The stories about mental health in the collection arose from her perception of how mental health  is undervalued and misunderstood.

“I think it’s important to know that it’s okay,” Daigle said. “It’s okay to ask for help. There’s not something wrong with you if you go to therapy. It’s okay to be on medication. It’s nothing to be ashamed of, as long as you’re not running. Because if you run, your problems will always find you. Everyone goes through tough times, but also everyone can get out of them.” 

Daigle hopes readers leave her stories with feelings of humility, understanding and community. She hopes they see their own struggles in the struggles of the characters in the fiction; Daigle seeks to unite and make a difference. 

As Daigle wraps up the years-long short story collection creation process along with her MTSU undergraduate career, she is glad she decided to come to Murfreesboro for college. 

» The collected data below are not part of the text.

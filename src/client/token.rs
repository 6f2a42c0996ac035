//! Lock-protected bearer token cell with generation tracking.

// self
use crate::{_prelude::*, auth::AccessToken};

/// Point-in-time view of the held token.
#[derive(Clone, Debug)]
pub(crate) struct TokenSnapshot {
	pub(crate) token: Option<AccessToken>,
	pub(crate) generation: u64,
}

/// Holds at most one current token. Every replacement bumps the generation, which lets
/// concurrent refreshers detect that someone else already replaced the token they saw fail.
#[derive(Debug, Default)]
pub(crate) struct TokenCell {
	state: RwLock<TokenState>,
	refresh_guard: AsyncMutex<()>,
}
impl TokenCell {
	pub(crate) fn snapshot(&self) -> TokenSnapshot {
		let state = self.state.read();

		TokenSnapshot { token: state.token.clone(), generation: state.generation }
	}

	/// Swaps in `token` wholesale and returns the new generation.
	pub(crate) fn replace(&self, token: Option<AccessToken>) -> u64 {
		let mut state = self.state.write();

		state.token = token;
		state.generation += 1;

		state.generation
	}

	pub(crate) fn refresh_guard(&self) -> &AsyncMutex<()> {
		&self.refresh_guard
	}
}

#[derive(Debug, Default)]
struct TokenState {
	token: Option<AccessToken>,
	generation: u64,
}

Daigle credits her writing center tutor and MTSU faculty Dr. Rhonda McDaniel, Dr. Fred Arroyo and Dr. Gaylord Brewer among many others helping her navigate the process of writing and editing “Through a Different Eye”.  

“Dr. Arroyo changed my writing for the better, and Dr. McDaniel is one of the main influences and foundations in my education. I found my confidence in myself through her. She’s the one who changed my outlook on things,” Daigle said. 

Her advice to other students is to never stop learning and try new things. She encourages others to shoot for the stars despite the sometimes monotonous lifestyle students can get stuck in.

When the “Through a Different Eye” short story collection is published, Daigle believes readers will find she has given a lot of herself to the project. She said, “That’s all my writing is — it’s blood, sweat, tears, headaches, and lots of coffee and sugar.”